The nonspecific lipid transfer proteins (LTPs) are small compact proteins folded around a tunnel-like hydrophobic cavity, making them suitable for lipid binding and transport. LTPs are encoded by large gene families in all land plants, but they have not been identified in algae or any other organisms. Thus, LTPs are considered key proteins for plant survival on and colonization of land. LTPs are abundantly expressed in most plant tissues, both above and below ground. They are usually localized to extracellular spaces outside the plasma membrane. Although the in vivo functions of LTPs remain unclear, accumulating evidence suggests a role for LTPs in the transfer and deposition of monomers required for assembly of the waterproof lipid barriers, such as cutin and cuticular wax, suberin, and sporopollenin, formed on many plant surfaces. Some LTPs may be involved in other processes, such as signaling during pathogen attacks.

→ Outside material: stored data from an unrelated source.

//! Process syscall handlers: getpid, fork, execv, waitpid, _exit.

extern crate alloc;

use alloc::sync::Arc;

use ferrite_core::addr::VirtAddr;
use ferrite_core::id::Pid;
use ferrite_core::syscall::Errno;

use crate::arch::{TrapFrame, enter_new_process};
use crate::kernel::Kernel;
use crate::proc::{self, Process, WaitOutcome, child_task};
use crate::usercopy::{check_user_range, copy_out};

/// `getpid() -> pid`
pub fn sys_getpid(proc: &Process) -> Pid {
    proc.pid()
}

/// `fork() -> child pid` (0 in the child, via its rewritten frame)
///
/// Prepares the child and hands its kernel task to the executor; the
/// task installs the copied address space and drops to user mode as if
/// returning from this very syscall.
pub fn sys_fork(kernel: &Kernel, proc: &Process, tf: &TrapFrame) -> Result<Pid, Errno> {
    let (child, child_tf) = proc::fork_prepare(&kernel.table, proc, tf, &kernel.coremap)?;
    let pid = child.pid();
    kernel
        .executor
        .spawn_named("process", child_task(child, child_tf, kernel.tlb.clone()));
    Ok(pid)
}

/// `execv(path, argv)`
///
/// Does not return on success: the calling task re-enters user mode in
/// the new image.
pub fn sys_execv(
    kernel: &Kernel,
    proc: &Process,
    progname_ptr: VirtAddr,
    argv_ptr: VirtAddr,
) -> Result<isize, Errno> {
    let loader = kernel.loader().ok_or(Errno::NoExec)?;
    let prep = proc::exec::exec_prepare(
        proc,
        progname_ptr,
        argv_ptr,
        &kernel.vfs,
        loader.as_ref(),
        &kernel.coremap,
        &kernel.tlb,
    )?;
    enter_new_process(
        prep.argc,
        prep.stackptr,
        prep.stackptr,
        prep.stackptr,
        prep.entry,
    )
}

/// `waitpid(pid, &status, options) -> pid`
///
/// Validates the status pointer (non-null, aligned, user-space) before
/// touching anything, then defers to the lifecycle wait and writes the
/// collected status out.
pub async fn sys_waitpid(
    kernel: &Kernel,
    proc: &Process,
    pid: Pid,
    status_ptr: VirtAddr,
    options: i32,
) -> Result<isize, Errno> {
    if !status_ptr.is_aligned(4) {
        return Err(Errno::Fault);
    }
    check_user_range(status_ptr, core::mem::size_of::<i32>())?;

    match proc::waitpid(&kernel.table, proc, pid, options, &kernel.coremap).await? {
        WaitOutcome::StillRunning => Ok(0),
        WaitOutcome::Exited { pid, status } => {
            let mut aspace = proc.addr_space.lock();
            let aspace = aspace.as_mut().ok_or(Errno::Fault)?;
            kernel
                .coremap
                .with(|cm| copy_out(aspace, cm, status_ptr, &status.to_ne_bytes()))?;
            Ok(pid.as_u32() as isize)
        }
    }
}

/// `_exit(code)`
///
/// The calling task must return right after this resolves; that return
/// is the thread exit.
pub async fn sys_exit(kernel: &Kernel, proc: &Arc<Process>, code: i32) {
    proc::exit(&kernel.table, proc, code, false, &kernel.coremap).await;
}

#[cfg(test)]
mod tests {
    use super::*;
    use crate::fs::MemFile;
    use crate::proc::binfmt::FlatImageLoader;
    use ferrite_core::addr::PAGE_SIZE;
    use ferrite_core::syscall::{WNOHANG, exit_status_of, status_is_exit};
    use ferrite_mm::{AddressSpace, RegionPerms};

    fn test_kernel() -> Arc<Kernel> {
        let kernel = Kernel::for_tests(64);
        kernel.set_loader(Arc::new(FlatImageLoader::at_default_base()));
        kernel.vfs.register_dir("/bin");
        kernel
            .vfs
            .register_file("/bin/prog", MemFile::with_contents(b"image".to_vec()));
        Arc::new(kernel)
    }

    fn user_proc(kernel: &Kernel) -> Arc<Process> {
        let proc = kernel.table.spawn("user", Pid::new(1)).unwrap();
        let mut aspace = AddressSpace::new();
        aspace.define_region(
            VirtAddr::new(0x0100_0000),
            4 * PAGE_SIZE as u64,
            RegionPerms::READ | RegionPerms::WRITE,
        );
        *proc.addr_space.lock() = Some(aspace);
        proc
    }

    #[test]
    fn getpid_returns_own_pid() {
        let kernel = test_kernel();
        let proc = user_proc(&kernel);
        assert_eq!(sys_getpid(&proc), proc.pid());
    }

    #[test]
    fn fork_allocates_child_and_schedules_task() {
        let kernel = test_kernel();
        let proc = user_proc(&kernel);

        let tf = TrapFrame {
            v0: 121,
            epc: 0x0100_0100,
            ..TrapFrame::default()
        };
        let child_pid = sys_fork(&kernel, &proc, &tf).unwrap();

        let child = kernel.table.lookup(child_pid).expect("child in table");
        assert_eq!(child.ppid(), proc.pid());
        assert_eq!(kernel.executor.task_count(), 1, "child task scheduled");
    }

    #[test]
    fn waitpid_roundtrip_with_status_write() {
        // Exit/wait rendezvous at the syscall layer: the child record
        // exits with 7, waitpid collects its pid and an exit status of 7.
        let kernel = test_kernel();
        let parent = user_proc(&kernel);
        let child = kernel.table.spawn("child", parent.pid()).unwrap();
        let child_pid = child.pid();

        {
            let kernel = kernel.clone();
            kernel.executor.clone().spawn_named("child", async move {
                sys_exit(&kernel, &child, 7).await;
            });
        }

        let status_ptr = VirtAddr::new(0x0100_0040);
        let ret = {
            let kernel = kernel.clone();
            let parent2 = parent.clone();
            kernel.executor.clone().block_on(async move {
                sys_waitpid(&kernel, &parent2, child_pid, status_ptr, 0).await
            })
        }
        .unwrap();
        assert_eq!(ret, child_pid.as_u32() as isize);

        // Read the status the kernel wrote into parent memory.
        let dm = kernel.coremap.with(|cm| cm.dirmap());
        let aspace = parent.addr_space.lock();
        let mut bytes = [0u8; 4];
        crate::usercopy::copy_in(aspace.as_ref().unwrap(), &dm, status_ptr, &mut bytes).unwrap();
        let status = i32::from_ne_bytes(bytes);
        assert!(status_is_exit(status));
        assert_eq!(exit_status_of(status), 7);

        assert!(kernel.table.lookup(child_pid).is_none(), "child reaped");
    }

    #[test]
    fn waitpid_validates_status_pointer() {
        let kernel = test_kernel();
        let parent = user_proc(&kernel);
        let child = kernel.table.spawn("child", parent.pid()).unwrap();
        let child_pid = child.pid();

        let (null, misaligned, kernel_band) = {
            let kernel = kernel.clone();
            let parent = parent.clone();
            kernel.executor.clone().block_on(async move {
                (
                    sys_waitpid(&kernel, &parent, child_pid, VirtAddr::zero(), WNOHANG).await,
                    sys_waitpid(&kernel, &parent, child_pid, VirtAddr::new(0x0100_0002), WNOHANG)
                        .await,
                    sys_waitpid(&kernel, &parent, child_pid, VirtAddr::new(0x8000_0000), WNOHANG)
                        .await,
                )
            })
        };
        assert_eq!(null.err(), Some(Errno::Fault));
        assert_eq!(misaligned.err(), Some(Errno::Fault));
        assert_eq!(kernel_band.err(), Some(Errno::Fault));
        drop(child);
    }

    #[test]
    fn execv_missing_loader_refused() {
        let kernel = Arc::new(Kernel::for_tests(32));
        let proc = user_proc(&kernel);
        assert_eq!(
            sys_execv(
                &kernel,
                &proc,
                VirtAddr::new(0x0100_0000),
                VirtAddr::new(0x0100_0010)
            )
            .err(),
            Some(Errno::NoExec)
        );
    }
}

Here, we present the current status of LTP research with a focus on the role of these proteins in lipid barrier deposition and cell expansion. We suggest that LTPs facilitate extracellular transfer of barrier materials and adhesion between barriers and extracellular materials. A growing body of research may uncover the true role of LTPs in plants.

Keywords: LTP; allergen; biopolymer; cell wall; cuticle; suberin.

Fig. 1.

The 3D fold of wheat LTP1 [renamed TaLTP1.1 in (2)] structure [PDB ID 1GH1 (3)]. The four helices are stabilized by four disulfide bridges (green sticks) of which the first and fourth bond connect the N- and C-terminal parts to H3, respectively. The second and third bond link H2 to H1 and H4. The hydrophobic central cavity of the LTP1 structure is formed by residues (brown sticks) from each helix and the unstructured C-terminal part.

Fig. 2.

The size and shape of the ligand binding cavity of wheat LTP1 [renamed TaLTP1.1 in (2)] without a ligand [PDB ID 1GH1 (3)] (A), complexed with PGB₂ [PDB ID 1CZ2 (83)] (B) and complexed with two LMPC molecules [PDB ID 2BWO (15)] (C). The size of the cavity (shown as white wireframe) is adjusted by the size of the bound ligand by the movement of the C-terminal residues shown as sticks.

Fig. 3.

Putative roles for different LTPs during lipid barrier assembly in green tissues (A), roots (B), and pollen (C). Three different roles for LTPs in lipid barrier assembly are indicated. LTPg (orange) is attached to the plasma membrane through its GPI-anchor and dock the lipid barrier monomers when they leave the plasma membrane-localized ABC transporters. The Transporter LTPs (purple) facilitate the transfer of the lipid barrier monomers from the LTPg to the site of barrier deposition. The Adhesion LTPs (yellow) have a structural role adhering the hydrophobic barrier to the hydrophilic cell wall (A, B) or intine (C).